Mentre durante la finale fuori dalla St. Jakobshalle si sono registrati scontri tra manifestanti filo-palestinesi e polizia, all'interno dell'arena - secondo quanto riportato dai media israeliani - ci sono stati due tentativi dei manifestanti di assaltare il palco, bloccati dalla sicurezza. I fischi, se ci sono stati, sono stati coperti dagli applausi.
Ma la questione mediorientale, ha agitato anche i rapporti tra l'Ebu - l'organizzazione che riunisce le emittenti di servizio pubblico europee e che organizza l'Eurovision - e la spagnola Rtve. La televisione spagnola era "attenzionata" e minacciata di "multe sanzionatorie" se i suoi commentatori avessero citato nuovamente il conflitto di Gaza, dopo averlo fatto durante la semifinale. Per tutto risposta, poco prima dell'inizio della finale, Rtve ha pubblicato un messaggio netto: "Di fronte ai diritti umani, il silenzio non è un'opzione. Pace e giustizia per la Palestina”.
Si aggiunge oggi anche il premier spagnolo, Pedro Sanchez secondo cui Israele non dovrebbe partecipare a competizioni internazionali come Eurovision, come fu deciso per la Russia tre anni fa. "Pertanto, nemmeno dovrebbe partecipare Israele - ha aggiunto - poiché ciò che non possiamo permettere sono doppi standard anche nella cultura".

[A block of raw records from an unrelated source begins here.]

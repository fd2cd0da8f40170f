//! CCKit splines: arc-length-parameterized curves for motion paths,
//! procedural geometry, and parameter baking.
//!
//! Five bases share one evaluation/editing contract ([`SplineBase`]):
//! [`LinearSpline`], [`BezierSpline`], [`CatmullRomSpline`], [`NurbsSpline`],
//! and the composite [`BlendSpline`]. The [`Spline`] sum type dispatches the
//! whole contract over the closed basis set.

pub mod base;
mod bezier;
mod blend;
mod catmull_rom;
mod linear;
mod nurbs;

use cckit_core::Tolerance;
use cckit_math::Point3;
use serde::{Deserialize, Serialize};

pub use base::{SplineBase, SplineData, SplineKind};
pub use bezier::BezierSpline;
pub use blend::BlendSpline;
pub use catmull_rom::CatmullRomSpline;
pub use linear::LinearSpline;
pub use nurbs::NurbsSpline;

/// A spline of any basis, dispatched by exhaustive matching.
#[derive(Debug, Clone, Serialize, Deserialize)]
pub enum Spline {
    Linear(LinearSpline),
    Bezier(BezierSpline),
    CatmullRom(CatmullRomSpline),
    Nurbs(NurbsSpline),
    Blend(BlendSpline),
}

impl Spline {
    pub fn kind(&self) -> SplineKind {
        match self {
            Spline::Linear(s) => s.kind(),
            Spline::Bezier(s) => s.kind(),
            Spline::CatmullRom(s) => s.kind(),
            Spline::Nurbs(s) => s.kind(),
            Spline::Blend(s) => s.kind(),
        }
    }

    /// The authored control points.
    pub fn points(&self) -> &[Point3] {
        match self {
            Spline::Linear(s) => s.points(),
            Spline::Bezier(s) => s.points(),
            Spline::CatmullRom(s) => s.points(),
            Spline::Nurbs(s) => s.points(),
            Spline::Blend(s) => s.points(),
        }
    }

    /// The padded evaluation points.
    pub fn curve_points(&self) -> &[Point3] {
        match self {
            Spline::Linear(s) => s.curve_points(),
            Spline::Bezier(s) => s.curve_points(),
            Spline::CatmullRom(s) => s.curve_points(),
            Spline::Nurbs(s) => s.curve_points(),
            Spline::Blend(s) => s.curve_points(),
        }
    }

    pub fn closed(&self) -> bool {
        match self {
            Spline::Linear(s) => s.closed(),
            Spline::Bezier(s) => s.closed(),
            Spline::CatmullRom(s) => s.closed(),
            Spline::Nurbs(s) => s.closed(),
            Spline::Blend(s) => s.closed(),
        }
    }

    pub fn set_closed(&mut self, closed: bool) {
        match self {
            Spline::Linear(s) => s.set_closed(closed),
            Spline::Bezier(s) => s.set_closed(closed),
            Spline::CatmullRom(s) => s.set_closed(closed),
            Spline::Nurbs(s) => s.set_closed(closed),
            Spline::Blend(s) => s.set_closed(closed),
        }
    }

    pub fn tolerance(&self) -> Tolerance {
        match self {
            Spline::Linear(s) => s.tolerance(),
            Spline::Bezier(s) => s.tolerance(),
            Spline::CatmullRom(s) => s.tolerance(),
            Spline::Nurbs(s) => s.tolerance(),
            Spline::Blend(s) => s.tolerance(),
        }
    }

    pub fn set_tolerance(&mut self, tolerance: Tolerance) {
        match self {
            Spline::Linear(s) => s.set_tolerance(tolerance),
            Spline::Bezier(s) => s.set_tolerance(tolerance),
            Spline::CatmullRom(s) => s.set_tolerance(tolerance),
            Spline::Nurbs(s) => s.set_tolerance(tolerance),
            Spline::Blend(s) => s.set_tolerance(tolerance),
        }
    }

    pub fn begin_edit(&mut self) {
        match self {
            Spline::Linear(s) => s.begin_edit(),
            Spline::Bezier(s) => s.begin_edit(),
            Spline::CatmullRom(s) => s.begin_edit(),
            Spline::Nurbs(s) => s.begin_edit(),
            Spline::Blend(s) => s.begin_edit(),
        }
    }

    pub fn end_edit(&mut self) {
        match self {
            Spline::Linear(s) => s.end_edit(),
            Spline::Bezier(s) => s.end_edit(),
            Spline::CatmullRom(s) => s.end_edit(),
            Spline::Nurbs(s) => s.end_edit(),
            Spline::Blend(s) => s.end_edit(),
        }
    }

    pub fn add_point(&mut self, point: Point3) {
        match self {
            Spline::Linear(s) => s.add_point(point),
            Spline::Bezier(s) => s.add_point(point),
            Spline::CatmullRom(s) => s.add_point(point),
            Spline::Nurbs(s) => s.add_point(point),
            Spline::Blend(s) => s.add_point(point),
        }
    }

    pub fn add_points<I: IntoIterator<Item = Point3>>(&mut self, points: I) {
        match self {
            Spline::Linear(s) => s.add_points(points),
            Spline::Bezier(s) => s.add_points(points),
            Spline::CatmullRom(s) => s.add_points(points),
            Spline::Nurbs(s) => s.add_points(points),
            Spline::Blend(s) => s.add_points(points),
        }
    }

    pub fn remove_point(&mut self, point: Point3) {
        match self {
            Spline::Linear(s) => s.remove_point(point),
            Spline::Bezier(s) => s.remove_point(point),
            Spline::CatmullRom(s) => s.remove_point(point),
            Spline::Nurbs(s) => s.remove_point(point),
            Spline::Blend(s) => s.remove_point(point),
        }
    }

    pub fn invert(&mut self) {
        match self {
            Spline::Linear(s) => s.invert(),
            Spline::Bezier(s) => s.invert(),
            Spline::CatmullRom(s) => s.invert(),
            Spline::Nurbs(s) => s.invert(),
            Spline::Blend(s) => s.invert(),
        }
    }

    pub fn clear(&mut self) {
        match self {
            Spline::Linear(s) => s.clear(),
            Spline::Bezier(s) => s.clear(),
            Spline::CatmullRom(s) => s.clear(),
            Spline::Nurbs(s) => s.clear(),
            Spline::Blend(s) => s.clear(),
        }
    }

    pub fn compute_total_length(&mut self) {
        match self {
            Spline::Linear(s) => s.compute_total_length(),
            Spline::Bezier(s) => s.compute_total_length(),
            Spline::CatmullRom(s) => s.compute_total_length(),
            Spline::Nurbs(s) => s.compute_total_length(),
            Spline::Blend(s) => s.compute_total_length(),
        }
    }

    pub fn total_length(&self) -> f64 {
        match self {
            Spline::Linear(s) => s.total_length(),
            Spline::Bezier(s) => s.total_length(),
            Spline::CatmullRom(s) => s.total_length(),
            Spline::Nurbs(s) => s.total_length(),
            Spline::Blend(s) => s.total_length(),
        }
    }

    pub fn number_of_segments(&self) -> usize {
        match self {
            Spline::Linear(s) => s.number_of_segments(),
            Spline::Bezier(s) => s.number_of_segments(),
            Spline::CatmullRom(s) => s.number_of_segments(),
            Spline::Nurbs(s) => s.number_of_segments(),
            Spline::Blend(s) => s.number_of_segments(),
        }
    }

    pub fn segment_lengths(&self) -> &[f64] {
        match self {
            Spline::Linear(s) => s.segment_lengths(),
            Spline::Bezier(s) => s.segment_lengths(),
            Spline::CatmullRom(s) => s.segment_lengths(),
            Spline::Nurbs(s) => s.segment_lengths(),
            Spline::Blend(s) => s.segment_lengths(),
        }
    }

    /// Interpolate a position at a global blend in `[0, 1]`.
    pub fn interpolate(&self, blend: f64) -> Point3 {
        match self {
            Spline::Linear(s) => s.interpolate(blend),
            Spline::Bezier(s) => s.interpolate(blend),
            Spline::CatmullRom(s) => s.interpolate(blend),
            Spline::Nurbs(s) => s.interpolate(blend),
            Spline::Blend(s) => s.interpolate(blend),
        }
    }

    /// Basis-specific evaluation within one segment.
    pub fn interpolate_segment(&self, local: f64, index: usize) -> Point3 {
        match self {
            Spline::Linear(s) => s.interpolate_segment(local, index),
            Spline::Bezier(s) => s.interpolate_segment(local, index),
            Spline::CatmullRom(s) => s.interpolate_segment(local, index),
            Spline::Nurbs(s) => s.interpolate_segment(local, index),
            Spline::Blend(s) => s.interpolate_segment(local, index),
        }
    }

    /// Sample `count` points at uniform blend steps.
    pub fn discretize(&self, count: usize) -> Vec<Point3> {
        match self {
            Spline::Linear(s) => s.discretize(count),
            Spline::Bezier(s) => s.discretize(count),
            Spline::CatmullRom(s) => s.discretize(count),
            Spline::Nurbs(s) => s.discretize(count),
            Spline::Blend(s) => s.discretize(count),
        }
    }

    pub fn closest_point(&self, point: Point3) -> Point3 {
        match self {
            Spline::Linear(s) => s.closest_point(point),
            Spline::Bezier(s) => s.closest_point(point),
            Spline::CatmullRom(s) => s.closest_point(point),
            Spline::Nurbs(s) => s.closest_point(point),
            Spline::Blend(s) => s.closest_point(point),
        }
    }

    pub fn last_point(&self) -> Point3 {
        match self {
            Spline::Linear(s) => s.last_point(),
            Spline::Bezier(s) => s.last_point(),
            Spline::CatmullRom(s) => s.last_point(),
            Spline::Nurbs(s) => s.last_point(),
            Spline::Blend(s) => s.last_point(),
        }
    }
}

impl From<LinearSpline> for Spline {
    fn from(spline: LinearSpline) -> Self {
        Spline::Linear(spline)
    }
}

impl From<BezierSpline> for Spline {
    fn from(spline: BezierSpline) -> Self {
        Spline::Bezier(spline)
    }
}

impl From<CatmullRomSpline> for Spline {
    fn from(spline: CatmullRomSpline) -> Self {
        Spline::CatmullRom(spline)
    }
}

impl From<NurbsSpline> for Spline {
    fn from(spline: NurbsSpline) -> Self {
        Spline::Nurbs(spline)
    }
}

impl From<BlendSpline> for Spline {
    fn from(spline: BlendSpline) -> Self {
        Spline::Blend(spline)
    }
}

Le persone che hanno votato all'Eurovision "con la loro scelta si sono dimostrate autonome, scevre da razzismo, pregiudizi e odio antisemita" ribadisce invece il presidente della Comunità ebraica di Milano Walker Meghnagi. "Ancora una volta le persone si sono dimostrate più mature e indipendenti di certe élites e di chi ritiene di rappresentarle" ha commentato citando anche il massiccio voto proveniente dai teleutenti italiani.
Ma non finisce qui: la radiotelevisione pubblica spagnola Rtve chiederà formalmente all'Unione Europea di Radiodiffusione (Uer) di aprire un dibattito sull'adeguatezza del sistema di televoto e una verifica del voto dell'audience, sollevando dubbi sul suo condizionamento per i conflitti bellici in corso. Rtve ritiene che l'esito del televoto sia stato condizionato dagli attuali scenari di guerra, compromettendo la natura culturale del concorso. E ha evidenziato come nelle semifinali, i Paesi coinvolti in conflitto, Israele e Ucraina, abbiano entrambi vinto il voto del pubblico.
Non è comunque una questione da poco, dato che stiamo parlando dell'evento di intrattenimento dal vivo più seguito e celebrato al mondo, che unisce ogni anno oltre 160 milioni di spettatori con milioni di altri partecipanti online. E dato che si tratta soprattutto di un pubblico giovane, la questione si fa ancora più delicata e complessa. Non è la prima volta che la politica internazionale entra ad Eurovision, ma la visione dei padri fondatori di quello che fu l’Eurofestival sembra non riuscire più a reggere, nonostante l’ottimismo di facciata dei fuochi d’artificio, delle ugole d’oro e dei sorrisi da Espresso macchiato. Fino a quando la musica potrà continuare davvero unire?